DATASET:
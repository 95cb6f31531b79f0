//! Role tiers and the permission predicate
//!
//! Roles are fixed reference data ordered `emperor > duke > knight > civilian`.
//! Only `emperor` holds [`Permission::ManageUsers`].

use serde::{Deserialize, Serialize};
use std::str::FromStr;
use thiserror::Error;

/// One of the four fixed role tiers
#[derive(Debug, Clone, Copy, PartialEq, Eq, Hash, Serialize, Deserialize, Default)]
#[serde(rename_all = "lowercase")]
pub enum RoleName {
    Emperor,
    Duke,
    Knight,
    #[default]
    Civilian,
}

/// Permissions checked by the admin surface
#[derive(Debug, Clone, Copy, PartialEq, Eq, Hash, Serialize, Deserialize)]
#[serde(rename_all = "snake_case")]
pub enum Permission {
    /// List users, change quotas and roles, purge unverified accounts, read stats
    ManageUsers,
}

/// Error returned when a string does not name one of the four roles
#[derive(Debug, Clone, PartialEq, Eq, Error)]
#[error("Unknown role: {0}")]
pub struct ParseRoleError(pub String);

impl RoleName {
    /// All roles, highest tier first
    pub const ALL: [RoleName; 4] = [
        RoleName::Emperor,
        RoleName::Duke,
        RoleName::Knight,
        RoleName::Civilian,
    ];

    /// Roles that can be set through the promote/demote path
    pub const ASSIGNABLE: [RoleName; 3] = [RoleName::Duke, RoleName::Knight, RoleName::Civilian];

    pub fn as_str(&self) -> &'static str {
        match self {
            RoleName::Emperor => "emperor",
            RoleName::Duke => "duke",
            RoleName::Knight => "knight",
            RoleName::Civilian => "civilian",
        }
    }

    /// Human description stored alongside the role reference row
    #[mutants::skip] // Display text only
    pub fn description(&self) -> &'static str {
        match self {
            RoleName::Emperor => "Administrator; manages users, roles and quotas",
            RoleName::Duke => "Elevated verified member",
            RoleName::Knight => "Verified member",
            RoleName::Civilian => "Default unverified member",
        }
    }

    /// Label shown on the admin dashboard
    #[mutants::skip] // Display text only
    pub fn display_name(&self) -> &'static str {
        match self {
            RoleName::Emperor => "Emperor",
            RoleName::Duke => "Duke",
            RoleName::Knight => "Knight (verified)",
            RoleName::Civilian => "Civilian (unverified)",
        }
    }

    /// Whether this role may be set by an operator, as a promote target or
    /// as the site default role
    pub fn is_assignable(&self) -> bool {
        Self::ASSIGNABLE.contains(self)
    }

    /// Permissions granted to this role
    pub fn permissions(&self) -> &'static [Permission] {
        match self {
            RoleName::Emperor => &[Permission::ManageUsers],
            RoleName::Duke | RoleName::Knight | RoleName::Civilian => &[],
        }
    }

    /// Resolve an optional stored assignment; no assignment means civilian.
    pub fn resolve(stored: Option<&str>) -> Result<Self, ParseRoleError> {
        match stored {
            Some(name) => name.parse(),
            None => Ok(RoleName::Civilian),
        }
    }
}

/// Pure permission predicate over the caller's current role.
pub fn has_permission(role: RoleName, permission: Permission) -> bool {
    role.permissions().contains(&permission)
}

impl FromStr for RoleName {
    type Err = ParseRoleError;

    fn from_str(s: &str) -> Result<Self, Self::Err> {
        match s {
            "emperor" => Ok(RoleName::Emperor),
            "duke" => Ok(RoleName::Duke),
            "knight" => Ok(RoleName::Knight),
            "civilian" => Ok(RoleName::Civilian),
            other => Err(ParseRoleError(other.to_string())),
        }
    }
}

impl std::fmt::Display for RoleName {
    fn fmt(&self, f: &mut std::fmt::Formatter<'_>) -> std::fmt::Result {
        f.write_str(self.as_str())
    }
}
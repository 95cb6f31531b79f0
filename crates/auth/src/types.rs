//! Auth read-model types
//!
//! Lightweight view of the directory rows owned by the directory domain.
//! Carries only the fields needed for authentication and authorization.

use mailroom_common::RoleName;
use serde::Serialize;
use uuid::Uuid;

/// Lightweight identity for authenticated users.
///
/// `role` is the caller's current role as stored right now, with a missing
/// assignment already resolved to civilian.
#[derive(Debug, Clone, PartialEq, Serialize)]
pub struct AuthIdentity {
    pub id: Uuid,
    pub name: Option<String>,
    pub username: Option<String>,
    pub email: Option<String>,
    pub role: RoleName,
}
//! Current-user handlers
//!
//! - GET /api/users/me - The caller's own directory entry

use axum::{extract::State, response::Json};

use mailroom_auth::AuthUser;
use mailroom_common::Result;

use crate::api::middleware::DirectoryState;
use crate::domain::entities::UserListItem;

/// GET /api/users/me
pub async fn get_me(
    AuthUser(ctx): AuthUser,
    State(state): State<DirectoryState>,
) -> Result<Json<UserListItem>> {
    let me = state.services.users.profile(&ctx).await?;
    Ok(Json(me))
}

YOUR GOAL:
Filter the entries down to the lines that include the string "four".

FINISHED TASK:
/// One of the four fixed role tiers
/// Error returned when a string does not name one of the four roles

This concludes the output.